## Aim of the task
Everything in the listing below from the line containing "let conn = conn.lock();" through the line containing "async fn close(&self)" must be repeated exactly; the remaining lines are not wanted.

## Data extract
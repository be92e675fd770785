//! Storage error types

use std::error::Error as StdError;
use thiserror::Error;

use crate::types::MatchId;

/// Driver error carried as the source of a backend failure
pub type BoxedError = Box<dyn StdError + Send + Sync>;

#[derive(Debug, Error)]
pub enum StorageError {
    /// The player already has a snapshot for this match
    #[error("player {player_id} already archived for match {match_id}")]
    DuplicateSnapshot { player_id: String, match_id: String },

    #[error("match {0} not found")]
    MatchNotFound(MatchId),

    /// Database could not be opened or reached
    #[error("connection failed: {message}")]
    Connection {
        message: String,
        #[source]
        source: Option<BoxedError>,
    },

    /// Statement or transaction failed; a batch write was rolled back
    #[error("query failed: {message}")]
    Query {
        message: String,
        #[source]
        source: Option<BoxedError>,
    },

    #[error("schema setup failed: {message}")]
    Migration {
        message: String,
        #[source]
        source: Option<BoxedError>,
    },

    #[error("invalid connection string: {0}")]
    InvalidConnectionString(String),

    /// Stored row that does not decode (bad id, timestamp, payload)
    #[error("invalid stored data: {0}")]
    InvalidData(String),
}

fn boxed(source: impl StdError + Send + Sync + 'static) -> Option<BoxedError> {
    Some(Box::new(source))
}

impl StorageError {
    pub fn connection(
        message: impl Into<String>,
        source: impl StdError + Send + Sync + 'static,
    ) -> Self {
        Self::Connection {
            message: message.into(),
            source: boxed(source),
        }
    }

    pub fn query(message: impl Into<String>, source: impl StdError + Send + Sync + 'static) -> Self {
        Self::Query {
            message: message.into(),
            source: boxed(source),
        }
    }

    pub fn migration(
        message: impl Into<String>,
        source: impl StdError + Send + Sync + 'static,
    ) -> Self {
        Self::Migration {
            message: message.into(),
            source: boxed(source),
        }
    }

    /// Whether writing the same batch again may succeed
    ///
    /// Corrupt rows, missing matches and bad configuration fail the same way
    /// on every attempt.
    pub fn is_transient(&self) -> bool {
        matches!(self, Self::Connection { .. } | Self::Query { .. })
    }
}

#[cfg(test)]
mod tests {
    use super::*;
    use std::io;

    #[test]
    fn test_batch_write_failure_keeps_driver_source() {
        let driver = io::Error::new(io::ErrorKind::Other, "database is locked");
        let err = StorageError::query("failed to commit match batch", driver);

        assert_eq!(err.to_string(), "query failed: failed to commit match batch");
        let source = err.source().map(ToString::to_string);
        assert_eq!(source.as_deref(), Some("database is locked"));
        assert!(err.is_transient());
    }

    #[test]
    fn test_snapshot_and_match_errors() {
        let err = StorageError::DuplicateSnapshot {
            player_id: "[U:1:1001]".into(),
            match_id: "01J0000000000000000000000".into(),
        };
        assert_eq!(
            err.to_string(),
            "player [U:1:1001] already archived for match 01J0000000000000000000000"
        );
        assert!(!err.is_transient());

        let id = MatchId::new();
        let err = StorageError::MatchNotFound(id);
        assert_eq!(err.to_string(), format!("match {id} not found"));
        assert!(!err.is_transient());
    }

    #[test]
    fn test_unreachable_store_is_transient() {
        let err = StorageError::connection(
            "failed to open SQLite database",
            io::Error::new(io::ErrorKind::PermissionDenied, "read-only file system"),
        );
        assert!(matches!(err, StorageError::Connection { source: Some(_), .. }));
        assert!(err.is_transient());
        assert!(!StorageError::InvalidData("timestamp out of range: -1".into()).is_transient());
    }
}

--

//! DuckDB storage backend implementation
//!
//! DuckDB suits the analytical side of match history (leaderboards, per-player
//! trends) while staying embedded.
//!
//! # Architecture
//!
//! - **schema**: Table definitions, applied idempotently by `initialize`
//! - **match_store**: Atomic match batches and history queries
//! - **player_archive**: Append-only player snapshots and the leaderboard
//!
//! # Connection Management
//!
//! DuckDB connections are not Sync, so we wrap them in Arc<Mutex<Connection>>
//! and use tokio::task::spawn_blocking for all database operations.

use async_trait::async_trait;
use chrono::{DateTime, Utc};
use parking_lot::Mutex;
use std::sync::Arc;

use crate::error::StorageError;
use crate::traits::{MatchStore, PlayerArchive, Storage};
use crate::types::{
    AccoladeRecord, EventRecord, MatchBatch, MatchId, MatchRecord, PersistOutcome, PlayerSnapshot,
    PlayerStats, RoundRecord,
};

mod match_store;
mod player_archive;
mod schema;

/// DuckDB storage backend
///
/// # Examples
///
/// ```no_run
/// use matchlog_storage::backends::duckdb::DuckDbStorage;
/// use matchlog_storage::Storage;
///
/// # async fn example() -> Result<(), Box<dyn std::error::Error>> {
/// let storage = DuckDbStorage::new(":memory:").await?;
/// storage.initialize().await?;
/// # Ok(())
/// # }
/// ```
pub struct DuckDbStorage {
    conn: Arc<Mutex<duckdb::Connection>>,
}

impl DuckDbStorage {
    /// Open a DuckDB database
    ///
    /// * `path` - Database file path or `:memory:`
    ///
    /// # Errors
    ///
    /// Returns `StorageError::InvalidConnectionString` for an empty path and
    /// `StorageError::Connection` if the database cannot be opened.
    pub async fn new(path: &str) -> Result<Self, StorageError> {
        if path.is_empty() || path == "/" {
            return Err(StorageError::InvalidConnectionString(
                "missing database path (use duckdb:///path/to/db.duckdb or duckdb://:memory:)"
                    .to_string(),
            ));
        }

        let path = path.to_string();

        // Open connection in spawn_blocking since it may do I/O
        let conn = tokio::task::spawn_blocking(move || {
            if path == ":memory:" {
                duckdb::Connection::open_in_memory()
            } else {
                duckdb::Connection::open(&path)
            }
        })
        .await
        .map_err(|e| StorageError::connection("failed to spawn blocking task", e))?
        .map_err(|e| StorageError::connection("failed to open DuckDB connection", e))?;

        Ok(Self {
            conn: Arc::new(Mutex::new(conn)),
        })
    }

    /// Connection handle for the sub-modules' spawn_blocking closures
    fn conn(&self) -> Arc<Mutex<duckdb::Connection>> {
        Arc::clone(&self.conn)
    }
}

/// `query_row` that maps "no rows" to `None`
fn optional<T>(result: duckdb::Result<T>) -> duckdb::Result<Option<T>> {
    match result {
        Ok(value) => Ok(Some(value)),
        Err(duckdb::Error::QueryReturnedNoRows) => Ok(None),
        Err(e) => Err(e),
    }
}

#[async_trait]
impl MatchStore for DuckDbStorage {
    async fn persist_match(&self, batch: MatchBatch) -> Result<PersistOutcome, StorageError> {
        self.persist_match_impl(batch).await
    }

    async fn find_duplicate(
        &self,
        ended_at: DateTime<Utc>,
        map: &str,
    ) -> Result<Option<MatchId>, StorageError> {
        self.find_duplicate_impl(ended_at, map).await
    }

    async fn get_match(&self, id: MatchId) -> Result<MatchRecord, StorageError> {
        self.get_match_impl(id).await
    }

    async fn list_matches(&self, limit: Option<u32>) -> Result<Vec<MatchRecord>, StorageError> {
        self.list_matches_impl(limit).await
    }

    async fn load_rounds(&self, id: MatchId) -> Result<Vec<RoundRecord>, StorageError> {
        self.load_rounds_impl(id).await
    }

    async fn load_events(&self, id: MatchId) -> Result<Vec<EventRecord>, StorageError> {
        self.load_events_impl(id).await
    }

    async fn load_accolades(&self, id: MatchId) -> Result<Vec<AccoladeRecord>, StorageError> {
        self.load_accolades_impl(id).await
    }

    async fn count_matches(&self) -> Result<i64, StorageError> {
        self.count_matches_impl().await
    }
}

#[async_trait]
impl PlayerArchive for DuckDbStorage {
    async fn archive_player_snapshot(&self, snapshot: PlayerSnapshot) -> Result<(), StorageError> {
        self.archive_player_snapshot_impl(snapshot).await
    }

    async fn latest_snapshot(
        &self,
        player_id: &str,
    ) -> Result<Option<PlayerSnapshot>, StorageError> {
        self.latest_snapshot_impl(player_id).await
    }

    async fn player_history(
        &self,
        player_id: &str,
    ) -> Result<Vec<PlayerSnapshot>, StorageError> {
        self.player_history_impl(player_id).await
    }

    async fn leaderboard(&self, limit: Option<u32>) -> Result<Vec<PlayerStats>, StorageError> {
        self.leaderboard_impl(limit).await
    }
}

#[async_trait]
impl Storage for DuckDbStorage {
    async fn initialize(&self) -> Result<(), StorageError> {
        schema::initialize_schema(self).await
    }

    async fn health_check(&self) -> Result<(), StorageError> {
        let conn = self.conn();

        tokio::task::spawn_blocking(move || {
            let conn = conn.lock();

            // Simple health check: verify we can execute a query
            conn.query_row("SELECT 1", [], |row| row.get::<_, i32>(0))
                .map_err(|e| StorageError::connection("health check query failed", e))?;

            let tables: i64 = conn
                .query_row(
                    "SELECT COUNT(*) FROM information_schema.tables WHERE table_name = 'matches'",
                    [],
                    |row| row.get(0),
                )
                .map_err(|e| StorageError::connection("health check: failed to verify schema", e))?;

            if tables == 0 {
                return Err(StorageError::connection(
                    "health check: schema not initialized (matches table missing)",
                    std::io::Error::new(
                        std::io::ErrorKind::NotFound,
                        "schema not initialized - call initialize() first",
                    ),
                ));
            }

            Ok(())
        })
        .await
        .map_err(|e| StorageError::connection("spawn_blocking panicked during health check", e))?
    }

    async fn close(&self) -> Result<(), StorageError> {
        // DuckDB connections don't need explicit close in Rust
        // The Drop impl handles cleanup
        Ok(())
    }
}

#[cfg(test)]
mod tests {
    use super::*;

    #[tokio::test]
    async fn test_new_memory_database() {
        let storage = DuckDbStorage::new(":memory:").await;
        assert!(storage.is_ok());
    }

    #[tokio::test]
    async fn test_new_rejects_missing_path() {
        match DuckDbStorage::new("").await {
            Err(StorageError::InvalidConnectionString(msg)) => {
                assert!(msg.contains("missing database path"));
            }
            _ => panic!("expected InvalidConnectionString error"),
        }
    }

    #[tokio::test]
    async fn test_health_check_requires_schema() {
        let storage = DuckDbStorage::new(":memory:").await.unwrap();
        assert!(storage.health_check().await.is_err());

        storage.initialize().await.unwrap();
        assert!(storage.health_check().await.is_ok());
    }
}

## Written response
            let conn = conn.lock();

            // Simple health check: verify we can execute a query
            conn.query_row("SELECT 1", [], |row| row.get::<_, i32>(0))
                .map_err(|e| StorageError::connection("health check query failed", e))?;

            let tables: i64 = conn
                .query_row(
                    "SELECT COUNT(*) FROM information_schema.tables WHERE table_name = 'matches'",
                    [],
                    |row| row.get(0),
                )
                .map_err(|e| StorageError::connection("health check: failed to verify schema", e))?;

            if tables == 0 {
                return Err(StorageError::connection(
                    "health check: schema not initialized (matches table missing)",
                    std::io::Error::new(
                        std::io::ErrorKind::NotFound,
                        "schema not initialized - call initialize() first",
                    ),
                ));
            }

            Ok(())
        })
        .await
        .map_err(|e| StorageError::connection("spawn_blocking panicked during health check", e))?
    }

    async fn close(&self) -> Result<(), StorageError> {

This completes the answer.